UN says chemical arms report on Syria attack 'indisputable'

Following Russia's accusations the findings were preconceived, tainted by politics, UN says report was "thoroughly objective."

 Professor Ake Sellstrom  (photo credit: Reuters)
Professor Ake Sellstrom
(photo credit: Reuters)
UNITED NATIONS - The United Nations on Wednesday defended a report by UN chemical weapons experts that Russia has criticized as "one-sided," saying its conclusion that rockets loaded with sarin gas were used in an August 21 attack should not be questioned.
"The findings in that report are indisputable," UN spokesman Martin Nesirky told reporters. "They speak for themselves and this was a thoroughly objective report on that specific incident."

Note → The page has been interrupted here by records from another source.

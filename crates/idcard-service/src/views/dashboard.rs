//! Status dashboard.

use idcard_core::{Application, BadgeIcon, BadgeVariant};

use crate::notice::Toast;

use super::{escape, header, layout, LOGOUT_BUTTON};

/// Listens for live updates. `applications` carries a JSON-encoded HTML
/// fragment for the list; `redirect` carries the path to leave to.
const LIVE_SCRIPT: &str = r"<script>
(function () {
  const source = new EventSource('/dashboard/events');
  source.addEventListener('applications', function (event) {
    document.getElementById('applications').innerHTML = JSON.parse(event.data);
  });
  source.addEventListener('redirect', function (event) {
    source.close();
    window.location.assign(event.data);
  });
})();
</script>";

const fn icon_glyph(icon: BadgeIcon) -> &'static str {
    match icon {
        BadgeIcon::Clock => "&#128339;",
        BadgeIcon::AlertCircle => "&#9888;",
        BadgeIcon::CheckCircle => "&#10004;",
        BadgeIcon::IdCard => "&#129706;",
    }
}

const fn variant_class(variant: BadgeVariant) -> &'static str {
    match variant {
        BadgeVariant::Default => "bg-emerald-50 border-emerald-200",
        BadgeVariant::Secondary => "bg-gray-100 border-gray-200",
        BadgeVariant::Destructive => "bg-red-50 border-red-200",
    }
}

fn presence(label: &str, present: bool) -> String {
    let dot = if present { "bg-green-500" } else { "bg-red-500" };
    format!(
        r#"<div class="flex items-center space-x-1" data-present="{present}"><div class="w-2 h-2 rounded-full {dot}"></div><span>{label}</span></div>"#
    )
}

fn card(application: &Application) -> String {
    let badge = application.status.badge();
    let ready_banner = if application.status.is_ready() {
        r#"<div class="mt-4 p-4 bg-green-50 border border-green-200 rounded-lg">
  <p class="text-green-800 font-medium">&#10004; Your ID card is ready for pickup!</p>
  <p class="text-sm text-green-600 mt-1">Visit the ICT Unit to collect your ID card.</p>
</div>"#
    } else {
        ""
    };

    format!(
        r#"<article class="rounded-lg border bg-white p-6" data-application="{id}">
  <h3 class="flex items-center space-x-2 text-lg font-semibold">
    <span>Application #{short_id}</span>
    <span class="inline-flex items-center space-x-1 rounded-full border px-2 text-xs {variant} {color}" data-variant="{variant_name}" data-icon="{icon_name}">{glyph} <span>{label}</span></span>
  </h3>
  <p class="text-sm text-gray-500 mb-4">Submitted on {date}</p>
  <dl class="grid grid-cols-1 md:grid-cols-2 gap-4">
    <div><dt class="text-sm font-medium text-gray-500">Matriculation Number</dt><dd class="font-semibold">{matric}</dd></div>
    <div><dt class="text-sm font-medium text-gray-500">Level</dt><dd class="font-semibold">{level} Level</dd></div>
    <div><dt class="text-sm font-medium text-gray-500">Faculty</dt><dd class="font-semibold">{faculty}</dd></div>
    <div><dt class="text-sm font-medium text-gray-500">Department</dt><dd class="font-semibold">{department}</dd></div>
  </dl>
  <div class="mt-4 pt-4 border-t flex items-center space-x-4 text-sm">
    {passport}
    {signature}
  </div>
  {ready_banner}
</article>"#,
        id = escape(&application.id),
        short_id = escape(application.short_id()),
        variant = variant_class(badge.variant),
        color = badge.color,
        variant_name = badge.variant.name(),
        icon_name = badge.icon.name(),
        glyph = icon_glyph(badge.icon),
        label = escape(&badge.label),
        date = application.created_at.format("%Y-%m-%d"),
        matric = escape(&application.matric_number),
        level = escape(&application.level),
        faculty = escape(&application.faculty),
        department = escape(&application.department),
        passport = presence("Passport Photo", application.passport_photo_url.is_some()),
        signature = presence("Signature", application.signature_url.is_some()),
    )
}

/// The application list, as placed inside the `#applications` container.
#[must_use]
pub fn applications(list: &[Application]) -> String {
    if list.is_empty() {
        return r#"<section class="rounded-lg border bg-white p-6 text-center">
  <h3 class="text-lg font-semibold">No Applications Found</h3>
  <p class="text-gray-500 mb-4">You haven't submitted any ID card applications yet</p>
  <a href="/apply" class="rounded-md bg-emerald-700 px-4 py-2 text-white">Apply for ID Card</a>
</section>"#
            .to_string();
    }

    let mut html = String::from(
        r#"<div class="flex justify-between items-center">
  <h2 class="text-2xl font-semibold">Your Applications</h2>
  <a href="/apply" class="rounded-md bg-emerald-700 px-4 py-2 text-white">New Application</a>
</div>
"#,
    );
    for application in list {
        html.push_str(&card(application));
        html.push('\n');
    }
    html
}

/// Render the dashboard page.
#[must_use]
pub fn render(list: &[Application], toast: Option<&Toast>) -> String {
    let actions = format!(
        r#"<a href="/" class="rounded-md border px-4 py-2 text-sm">&larr; Back to Home</a>
{LOGOUT_BUTTON}"#
    );

    let body = format!(
        r#"{header}
<main class="container mx-auto px-4 py-8">
  <div class="mb-8">
    <h1 class="text-3xl font-bold text-emerald-700 mb-2">Your Dashboard</h1>
    <p class="text-gray-500">Track your ID card applications and manage your account</p>
  </div>
  <div id="applications" class="grid gap-6">
{list}
  </div>
</main>
{LIVE_SCRIPT}"#,
        header = header("Student Dashboard", &actions),
        list = applications(list),
    );

    layout("Dashboard", toast, &body)
}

UN chemical investigators led by Ake Sellstrom of Sweden on Monday confirmed the use of sarin nerve agent in the August 21 attack outside the Syrian capital in a long-awaited report that the United States, Britain and France said proved President Bashar Assad's forces were responsible.
Russia, however, denounced Sellstrom's findings as preconceived and tainted by politics, stepping up its criticism of the report. Russia, like Assad's government, says the rebels carried out the attack, which the United States says killed more than 1,400 people, including over 400 children.
Nesirky said the chain of custody of all environmental and biomedical samples taken by the inspectors was meticulously documented. He added that the experts would return to Syria as soon as possible to continue their investigation into a March incident at Khan al-Asal and all other "credible allegations."
Sellstrom's mandate was limited to investigating whether chemical weapons were used, not who used them. But Western officials say that technical details in the report provide clear evidence that Assad's forces carried out the attack.
The advocacy group Human Rights Watch said on Tuesday that rocket trajectories detailed in the UN report suggested the sarin-filled shells had been fired from a base belonging to the Republican Guard, run by Assad's brother, Maher.
Western diplomats confirmed the Human Rights Watch report.
Diplomats in New York said Russian UN Ambassador Vitaly Churkin questioned some of the findings in Sellstrom's report at a Security Council meeting on Monday. Churkin, they said, asked Sellstrom to describe the quality of the weapons that dispersed sarin.
"The rockets found on the site were professionally made and, according to Dr. Sellstrom, they bore none of the characteristics of jerry-rigged, improvised weapons," US Ambassador Samantha Power said on Tuesday.
"They had sophisticated barometric fuses to disperse the nerve agent in the air and not on impact," she said. "This was a professionally executed massacre by the regime, which is known to possess one of the world's largest undeclared stockpiles of sarin."
Separately, diplomats from the United States, Russia, Britain, France and China were hoping to continue negotiations on Wednesday on a Western-drafted resolution that would demand the destruction of Syria's chemical arsenal in line with a US-Russian deal agreed last weekend.
But one senior Western diplomat said they were waiting to hear from Russia and China about whether they received instructions from Moscow and Beijing overnight before setting up a new meeting on Wednesday.